Lines in the data below that contain the word "EventKind" are to be copied.

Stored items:

------------------------

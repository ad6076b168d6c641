//! Events under `dev.cdevents.change` (pull/merge requests and similar).

use serde::{Deserialize, Serialize};

use crate::cdevent::{CDEvent, EventFields};
use crate::error::Result;
use crate::subject::{Reference, SubjectContent};

#[derive(Debug, Clone, Default, PartialEq, Eq, Serialize, Deserialize)]
pub struct ChangeContent {
    #[serde(default, skip_serializing_if = "Option::is_none")]
    pub repository: Option<Reference>,
}

impl SubjectContent for ChangeContent {
    const SUBJECT_TYPE: &'static str = "change";

    fn validate(&self) -> Result<()> {
        match &self.repository {
            Some(repository) => repository.validate("repository"),
            None => Ok(()),
        }
    }
}

event_kind!(ChangeCreated, "change", "created", ChangeContent);
event_kind!(ChangeUpdated, "change", "updated", ChangeContent);
event_kind!(ChangeReviewed, "change", "reviewed", ChangeContent);
event_kind!(ChangeMerged, "change", "merged", ChangeContent);
event_kind!(ChangeAbandoned, "change", "abandoned", ChangeContent);

pub type ChangeCreatedEvent = CDEvent<ChangeCreated>;
pub type ChangeUpdatedEvent = CDEvent<ChangeUpdated>;
pub type ChangeReviewedEvent = CDEvent<ChangeReviewed>;
pub type ChangeMergedEvent = CDEvent<ChangeMerged>;
pub type ChangeAbandonedEvent = CDEvent<ChangeAbandoned>;

pub fn new_change_created_event(
    fields: EventFields,
    repository: Option<Reference>,
) -> Result<ChangeCreatedEvent> {
    CDEvent::new(fields, ChangeContent { repository })
}

pub fn new_change_updated_event(
    fields: EventFields,
    repository: Option<Reference>,
) -> Result<ChangeUpdatedEvent> {
    CDEvent::new(fields, ChangeContent { repository })
}

pub fn new_change_reviewed_event(
    fields: EventFields,
    repository: Option<Reference>,
) -> Result<ChangeReviewedEvent> {
    CDEvent::new(fields, ChangeContent { repository })
}

pub fn new_change_merged_event(
    fields: EventFields,
    repository: Option<Reference>,
) -> Result<ChangeMergedEvent> {
    CDEvent::new(fields, ChangeContent { repository })
}

pub fn new_change_abandoned_event(
    fields: EventFields,
    repository: Option<Reference>,
) -> Result<ChangeAbandonedEvent> {
    CDEvent::new(fields, ChangeContent { repository })
}
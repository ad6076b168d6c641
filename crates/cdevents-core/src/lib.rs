//! CDEvents for Rust
//!
//! Typed continuous-delivery events and their CloudEvents binding:
//! - Context: identity, type, spec version and timestamp of an occurrence
//! - Subject: what the event is about, one content shape per domain
//! - CDEvent<K>: context + subject + optional custom data, fixed to one kind K
//! - CloudEvent: the transport envelope, with typed and registry-driven decoding
//! - SchemaRegistry: JSON Schema validation keyed by event type
//! - EventRegistry: type string → event class, open to new domains
//!
//! Events are immutable once built. The registries are populated once and
//! only read afterwards, so events can be built and converted from any thread.

pub mod cdevent;
pub mod cloudevent;
pub mod context;
pub mod custom_data;
pub mod error;
pub mod events;
pub mod obs;
pub mod registry;
pub mod schema;
pub mod subject;
pub mod telemetry;

pub use cdevent::{event_type_for, AnyCDEvent, CDEvent, EventFields, EventKind};
pub use cloudevent::{from_cloud_event, to_cloud_event, CloudEvent};
pub use context::Context;
pub use custom_data::{CustomData, APPLICATION_JSON};
pub use error::{CDEventError, Result};
pub use registry::{default_registry, EventRegistry, Registration, TypeName};
pub use schema::{
    schema_key, BundledSchemas, DirectorySchemaSource, SchemaRegistry, SchemaSource,
    SchemaViolation, ValidationReport,
};
pub use subject::{Reference, Subject, SubjectContent};
pub use telemetry::init_tracing;

/// CDEvents specification version carried in `context.version` and as the
/// last segment of every type string.
pub const SPEC_VERSION: &str = "0.3.0";

/// CloudEvents specification version of the envelope.
pub const CLOUDEVENTS_SPEC_VERSION: &str = "1.0";

/// Prefix shared by every CDEvents type string.
pub const TYPE_PREFIX: &str = "dev.cdevents.";

/// Crate version
pub const VERSION: &str = env!("CARGO_PKG_VERSION");
//! Tracing initialisation for programs built on this crate.
//!
//! Later calls after the first are ignored; the global subscriber can only be
//! set once per process.

use tracing::Level;
use tracing_subscriber::layer::SubscriberExt;
use tracing_subscriber::util::SubscriberInitExt;
use tracing_subscriber::{fmt, EnvFilter};

/// Install the global subscriber.
///
/// Logs go to stderr. `json` switches to newline-delimited JSON lines.
/// `level` is the default verbosity, used only when `RUST_LOG` is unset or
/// unparsable.
pub fn init_tracing(json: bool, level: Level) {
    let env_filter =
        EnvFilter::try_from_default_env().unwrap_or_else(|_| EnvFilter::new(level.as_str()));

    let registry = tracing_subscriber::registry().with(env_filter);
    if json {
        registry
            .with(
                fmt::layer()
                    .with_target(false)
                    .with_writer(std::io::stderr)
                    .json(),
            )
            .try_init()
            .ok();
    } else {
        registry
            .with(fmt::layer().with_target(false).with_writer(std::io::stderr))
            .try_init()
            .ok();
    }
}
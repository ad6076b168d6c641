//! Round trips through the CloudEvents envelope.
//!
//! Every event here is built with a typed constructor, wrapped, serialized to
//! text, parsed back and decoded through the default registry. The decoded
//! event must equal the original and its body must satisfy the bundled schema.

use cdevents_core::events::*;
use cdevents_core::{
    from_cloud_event, AnyCDEvent, CDEvent, CloudEvent, CustomData, EventFields, Reference,
    SchemaRegistry,
};
use chrono::{DateTime, Duration, TimeZone, Utc};
use serde_json::json;

fn timestamp() -> DateTime<Utc> {
    Utc.with_ymd_and_hms(2024, 3, 1, 12, 30, 0).unwrap() + Duration::milliseconds(123)
}

fn fields(id: &str) -> EventFields {
    EventFields::new(id, "/event/source/123", timestamp(), "subject-1")
}

fn through_the_wire(event: &AnyCDEvent) -> AnyCDEvent {
    let text = event.to_cloud_event().unwrap().to_json().unwrap();
    let envelope = CloudEvent::from_json(&text).unwrap();
    from_cloud_event(&envelope).unwrap()
}

fn sample_events() -> Vec<AnyCDEvent> {
    let env = Reference::new("staging").with_source("/envs");
    let repo = Reference::new("cdevents/sdk-rust");

    let mut finished_run = PipelineRunFinishedContent {
        pipeline_name: Some("release".to_string()),
        ..Default::default()
    };
    finished_run.outcome = Some(RunOutcome::Failure);
    finished_run.errors = Some("lint failed".to_string());

    let mut test_run = TestCaseRunFinishedContent::new(env.clone(), TestOutcome::Pass);
    test_run.test_case = Some(TestCase::new("login-flow"));

    vec![
        new_repository_created_event(
            fields("repo-1"),
            RepositoryCreatedContent::new("sdk-rust", "https://github.com/cdevents/sdk-rust")
                .with_owner("cdevents"),
        )
        .unwrap()
        .into(),
        new_branch_created_event(fields("branch-1"), Some(repo.clone()))
            .unwrap()
            .into(),
        new_change_merged_event(fields("change-1"), Some(repo))
            .unwrap()
            .into(),
        new_build_queued_event(fields("build-0")).unwrap().into(),
        new_build_finished_event(fields("build-1"), "pkg:generic/foo@1.0")
            .unwrap()
            .into(),
        new_testcaserun_finished_event(fields("test-1"), test_run)
            .unwrap()
            .into(),
        new_pipelinerun_finished_event(fields("run-1"), finished_run)
            .unwrap()
            .into(),
        new_taskrun_started_event(
            fields("task-1"),
            TaskRunContent {
                task_name: Some("unit".to_string()),
                pipeline_run: Some(Reference::new("run-1")),
                ..Default::default()
            },
        )
        .unwrap()
        .into(),
        new_artifact_packaged_event(fields("artifact-1"), Reference::new("change-1"))
            .unwrap()
            .into(),
        new_environment_created_event(
            fields("env-1"),
            EnvironmentContent {
                name: Some("staging".to_string()),
                url: None,
            },
        )
        .unwrap()
        .into(),
        new_service_deployed_event(fields("svc-1"), env.clone(), "pkg:oci/app@sha256:abc")
            .unwrap()
            .into(),
        new_service_removed_event(fields("svc-2"), env).unwrap().into(),
    ]
}

#[test]
fn roundtrip_preserves_every_field() {
    for event in sample_events() {
        let back = through_the_wire(&event);
        assert_eq!(back, event, "round trip changed {}", event.event_type());
    }
}

#[test]
fn roundtrip_bodies_satisfy_bundled_schemas() {
    let schemas = SchemaRegistry::bundled().unwrap();
    for event in sample_events() {
        let envelope = event.to_cloud_event().unwrap();
        let report = schemas.validate_cloud_event(&envelope).unwrap();
        assert!(
            report.is_valid(),
            "{} violated its schema: {:?}",
            event.event_type(),
            report.violations
        );
    }
}

#[test]
fn roundtrip_keeps_subsecond_timestamp() {
    let event = new_build_started_event(fields("build-2")).unwrap();
    let envelope = event.to_cloud_event().unwrap();
    let wire: serde_json::Value = serde_json::from_str(&envelope.to_json().unwrap()).unwrap();
    assert_eq!(wire["time"], "2024-03-01T12:30:00.123Z");
    assert_eq!(wire["data"]["context"]["timestamp"], "2024-03-01T12:30:00.123Z");

    let back = CDEvent::<BuildStarted>::from_cloud_event(&envelope).unwrap();
    assert_eq!(back.context().timestamp(), timestamp());
}

#[test]
fn custom_text_stays_text() {
    let event = new_build_queued_event(
        fields("build-3")
            .with_custom_data("plain payload")
            .with_custom_data_content_type("text/plain"),
    )
    .unwrap();

    let back = through_the_wire(&event.clone().into());
    assert_eq!(back.custom_data(), Some(&CustomData::from("plain payload")));
    assert_eq!(back.custom_data_content_type(), Some("text/plain"));
    assert_eq!(back.downcast::<BuildQueued>().unwrap(), event);
}

#[test]
fn custom_mapping_stays_mapping() {
    let data = CustomData::try_from(json!({"hello_message": "hi!", "count": 2})).unwrap();
    let event = new_artifact_published_event(
        fields("artifact-2")
            .with_custom_data(data.clone())
            .with_custom_data_content_type("application/json"),
    )
    .unwrap();

    let envelope = event.to_cloud_event().unwrap();
    assert_eq!(envelope.data["customData"]["hello_message"], "hi!");
    assert_eq!(envelope.data["customDataContentType"], "application/json");

    let back = through_the_wire(&event.into());
    assert_eq!(back.custom_data(), Some(&data));
    assert!(back.custom_data().unwrap().as_map().is_some());
}

#[test]
fn chain_id_survives_roundtrip() {
    let event = new_build_finished_event(
        fields("build-4").with_chain_id("build-0"),
        "pkg:generic/foo@1.1",
    )
    .unwrap();
    let back = through_the_wire(&event.into());
    assert_eq!(back.context().chain_id(), Some("build-0"));
}

#[test]
fn subject_source_survives_roundtrip() {
    let event = new_build_queued_event(fields("build-5").with_subject_source("/builds")).unwrap();
    let back = through_the_wire(&event.into());
    assert_eq!(back.subject_source(), "/builds");
    assert_eq!(back.context().source(), "/event/source/123");
}
//! Context: the metadata block every CDEvent carries.

use chrono::{DateTime, Utc};
use serde::{Deserialize, Serialize};

use crate::error::{require_non_empty, Result};

/// Identity, type and timing of a single event occurrence.
///
/// Built once by [`crate::CDEvent::new`]; there are no setters. `event_type`
/// and `version` always agree on the spec version.
#[derive(Debug, Clone, PartialEq, Eq, Serialize, Deserialize)]
#[serde(rename_all = "camelCase")]
pub struct Context {
    version: String,
    id: String,
    source: String,
    #[serde(rename = "type")]
    event_type: String,
    timestamp: DateTime<Utc>,
    #[serde(default, skip_serializing_if = "Option::is_none")]
    chain_id: Option<String>,
}

impl Context {
    pub(crate) fn new(
        event_type: String,
        version: &str,
        id: String,
        source: String,
        timestamp: DateTime<Utc>,
        chain_id: Option<String>,
    ) -> Result<Self> {
        require_non_empty("context id", &id)?;
        require_non_empty("context source", &source)?;
        if let Some(chain_id) = &chain_id {
            require_non_empty("context chain id", chain_id)?;
        }

        Ok(Context {
            version: version.to_string(),
            id,
            source,
            event_type,
            timestamp,
            chain_id,
        })
    }

    /// Spec version, e.g. `0.3.0`.
    pub fn version(&self) -> &str {
        &self.version
    }

    pub fn id(&self) -> &str {
        &self.id
    }

    /// URI-like reference to the producing system.
    pub fn source(&self) -> &str {
        &self.source
    }

    /// Full type string, e.g. `dev.cdevents.build.finished.0.3.0`.
    pub fn event_type(&self) -> &str {
        &self.event_type
    }

    /// When the event occurred.
    pub fn timestamp(&self) -> DateTime<Utc> {
        self.timestamp
    }

    /// Id of a causally related earlier event, if any.
    pub fn chain_id(&self) -> Option<&str> {
        self.chain_id.as_deref()
    }
}
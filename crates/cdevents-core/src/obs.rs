//! Structured observability hooks for event conversion and validation.
//!
//! Events are emitted at `info!` level; rejected envelopes at `warn!`.
//! Filtering follows `RUST_LOG` once [`crate::init_tracing`] is installed.

use tracing::{info, warn};

/// Emit event: an event was encoded into a cloud event.
pub fn emit_event_encoded(event_type: &str, id: &str) {
    info!(event = "cdevent.encoded", event_type = %event_type, id = %id);
}

/// Emit event: a cloud event was decoded into a typed event.
pub fn emit_event_decoded(event_type: &str, id: &str) {
    info!(event = "cdevent.decoded", event_type = %event_type, id = %id);
}

/// Emit event: an event body was checked against its schema.
pub fn emit_schema_validated(event_type: &str, violations: usize) {
    info!(
        event = "schema.validated",
        event_type = %event_type,
        violations = violations,
        valid = violations == 0,
    );
}

/// Emit event: a cloud event could not be decoded (warning level).
pub fn emit_envelope_rejected(event_type: &str, error: &dyn std::fmt::Display) {
    warn!(event = "cdevent.rejected", event_type = %event_type, error = %error);
}
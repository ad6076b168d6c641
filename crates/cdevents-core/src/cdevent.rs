//! The base event: a [`Context`] plus a typed [`Subject`] plus custom data.
//!
//! Every concrete event class is a marker type implementing [`EventKind`].
//! The marker fixes the domain/action (and therefore `context.type`) and the
//! subject content type, so a `CDEvent<K>` cannot pair a context type with the
//! wrong subject variant.

use std::any::Any;
use std::fmt;
use std::marker::PhantomData;

use chrono::{DateTime, Utc};
use serde::de::Error as _;
use serde::{Deserialize, Deserializer, Serialize, Serializer};
use serde_json::Value;
use tracing::debug;

use crate::context::Context;
use crate::custom_data::CustomData;
use crate::error::{require_non_empty, CDEventError, Result};
use crate::subject::{into_malformed, RawSubject, Subject, SubjectContent};
use crate::{SPEC_VERSION, TYPE_PREFIX};

/// Capabilities shared by every concrete event class.
pub trait EventKind: Send + Sync + 'static {
    /// Domain segment of the type string, e.g. `build`.
    const DOMAIN: &'static str;
    /// Action segment of the type string, e.g. `finished`.
    const ACTION: &'static str;
    /// Subject content carried by this event.
    type Content: SubjectContent;

    /// Full type string for the active spec version.
    fn event_type() -> String {
        event_type_for(Self::DOMAIN, Self::ACTION)
    }
}

/// `dev.cdevents.<domain>.<action>.<spec version>`
pub fn event_type_for(domain: &str, action: &str) -> String {
    format!("{TYPE_PREFIX}{domain}.{action}.{SPEC_VERSION}")
}

/// Caller-supplied fields common to every event constructor.
#[derive(Debug, Clone, PartialEq)]
pub struct EventFields {
    pub id: String,
    pub source: String,
    pub timestamp: DateTime<Utc>,
    pub subject_id: String,
    pub subject_source: Option<String>,
    pub chain_id: Option<String>,
    pub custom_data: Option<CustomData>,
    pub custom_data_content_type: Option<String>,
}

impl EventFields {
    pub fn new(
        id: impl Into<String>,
        source: impl Into<String>,
        timestamp: DateTime<Utc>,
        subject_id: impl Into<String>,
    ) -> Self {
        EventFields {
            id: id.into(),
            source: source.into(),
            timestamp,
            subject_id: subject_id.into(),
            subject_source: None,
            chain_id: None,
            custom_data: None,
            custom_data_content_type: None,
        }
    }

    /// Subject source; defaults to the context source when not set.
    pub fn with_subject_source(mut self, source: impl Into<String>) -> Self {
        self.subject_source = Some(source.into());
        self
    }

    /// Id of the event that caused this one.
    pub fn with_chain_id(mut self, chain_id: impl Into<String>) -> Self {
        self.chain_id = Some(chain_id.into());
        self
    }

    pub fn with_custom_data(mut self, data: impl Into<CustomData>) -> Self {
        self.custom_data = Some(data.into());
        self
    }

    pub fn with_custom_data_content_type(mut self, content_type: impl Into<String>) -> Self {
        self.custom_data_content_type = Some(content_type.into());
        self
    }
}

/// A CDEvent of a concrete kind `K`. Immutable once built.
pub struct CDEvent<K: EventKind> {
    context: Context,
    subject: Subject<K::Content>,
    custom_data: Option<CustomData>,
    custom_data_content_type: Option<String>,
    kind: PhantomData<fn() -> K>,
}

impl<K: EventKind> CDEvent<K> {
    /// Build an event of kind `K`.
    ///
    /// # Errors
    ///
    /// `InvalidArgument` when an identifier is empty, the content is invalid,
    /// or custom data is given without a content type.
    pub fn new(fields: EventFields, content: K::Content) -> Result<Self> {
        let EventFields {
            id,
            source,
            timestamp,
            subject_id,
            subject_source,
            chain_id,
            custom_data,
            custom_data_content_type,
        } = fields;

        let custom_data_content_type = match (&custom_data, custom_data_content_type) {
            (Some(_), Some(content_type)) => {
                require_non_empty("custom data content type", &content_type)?;
                Some(content_type)
            }
            (Some(_), None) => {
                return Err(CDEventError::invalid_argument(
                    "custom data requires a custom data content type",
                ));
            }
            (None, _) => None,
        };

        let context = Context::new(K::event_type(), SPEC_VERSION, id, source, timestamp, chain_id)?;
        let subject_source = subject_source.unwrap_or_else(|| context.source().to_string());
        let subject = Subject::new(subject_id, subject_source, content)?;

        debug!(event_type = %context.event_type(), id = %context.id(), "cdevent constructed");

        Ok(CDEvent {
            context,
            subject,
            custom_data,
            custom_data_content_type,
            kind: PhantomData,
        })
    }

    pub fn context(&self) -> &Context {
        &self.context
    }

    pub fn subject(&self) -> &Subject<K::Content> {
        &self.subject
    }

    pub fn custom_data(&self) -> Option<&CustomData> {
        self.custom_data.as_ref()
    }

    pub fn custom_data_content_type(&self) -> Option<&str> {
        self.custom_data_content_type.as_deref()
    }

    pub fn event_type(&self) -> &str {
        self.context.event_type()
    }

    /// Serialize the event body (`context`, `subject`, `customData`, ...).
    pub fn to_json(&self) -> Result<Value> {
        Ok(serde_json::to_value(self)?)
    }

    /// Parse an event body, checking it against kind `K`.
    ///
    /// # Errors
    ///
    /// `MalformedPayload` when the body does not have the shape of `K`.
    pub fn from_json(body: Value) -> Result<Self> {
        let body: EventBody = serde_json::from_value(body)
            .map_err(|e| CDEventError::malformed(format!("invalid event body: {e}")))?;
        Self::from_body(body)
    }

    fn from_body(body: EventBody) -> Result<Self> {
        let expected = K::event_type();
        if body.context.event_type() != expected {
            return Err(CDEventError::malformed(format!(
                "context type '{}' does not match expected '{expected}'",
                body.context.event_type()
            )));
        }
        if body.context.version() != SPEC_VERSION {
            return Err(CDEventError::malformed(format!(
                "context version '{}' does not match spec version '{SPEC_VERSION}'",
                body.context.version()
            )));
        }
        require_non_empty("context id", body.context.id()).map_err(into_malformed)?;
        require_non_empty("context source", body.context.source()).map_err(into_malformed)?;
        if let Some(chain_id) = body.context.chain_id() {
            require_non_empty("context chain id", chain_id).map_err(into_malformed)?;
        }

        let subject = body.subject.resolve::<K::Content>(body.context.source())?;

        let custom_data_content_type = match (&body.custom_data, body.custom_data_content_type) {
            (Some(_), Some(content_type)) if !content_type.trim().is_empty() => Some(content_type),
            (Some(_), _) => {
                return Err(CDEventError::malformed(
                    "customData present without customDataContentType",
                ));
            }
            (None, _) => None,
        };

        Ok(CDEvent {
            context: body.context,
            subject,
            custom_data: body.custom_data,
            custom_data_content_type,
            kind: PhantomData,
        })
    }
}

impl<K: EventKind> Clone for CDEvent<K> {
    fn clone(&self) -> Self {
        CDEvent {
            context: self.context.clone(),
            subject: self.subject.clone(),
            custom_data: self.custom_data.clone(),
            custom_data_content_type: self.custom_data_content_type.clone(),
            kind: PhantomData,
        }
    }
}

------------------------

- Answer below
pub use cdevent::{event_type_for, AnyCDEvent, CDEvent, EventFields, EventKind};
//! Every concrete event class is a marker type implementing [`EventKind`].
pub trait EventKind: Send + Sync + 'static {
pub struct CDEvent<K: EventKind> {
impl<K: EventKind> CDEvent<K> {
impl<K: EventKind> Clone for CDEvent<K> {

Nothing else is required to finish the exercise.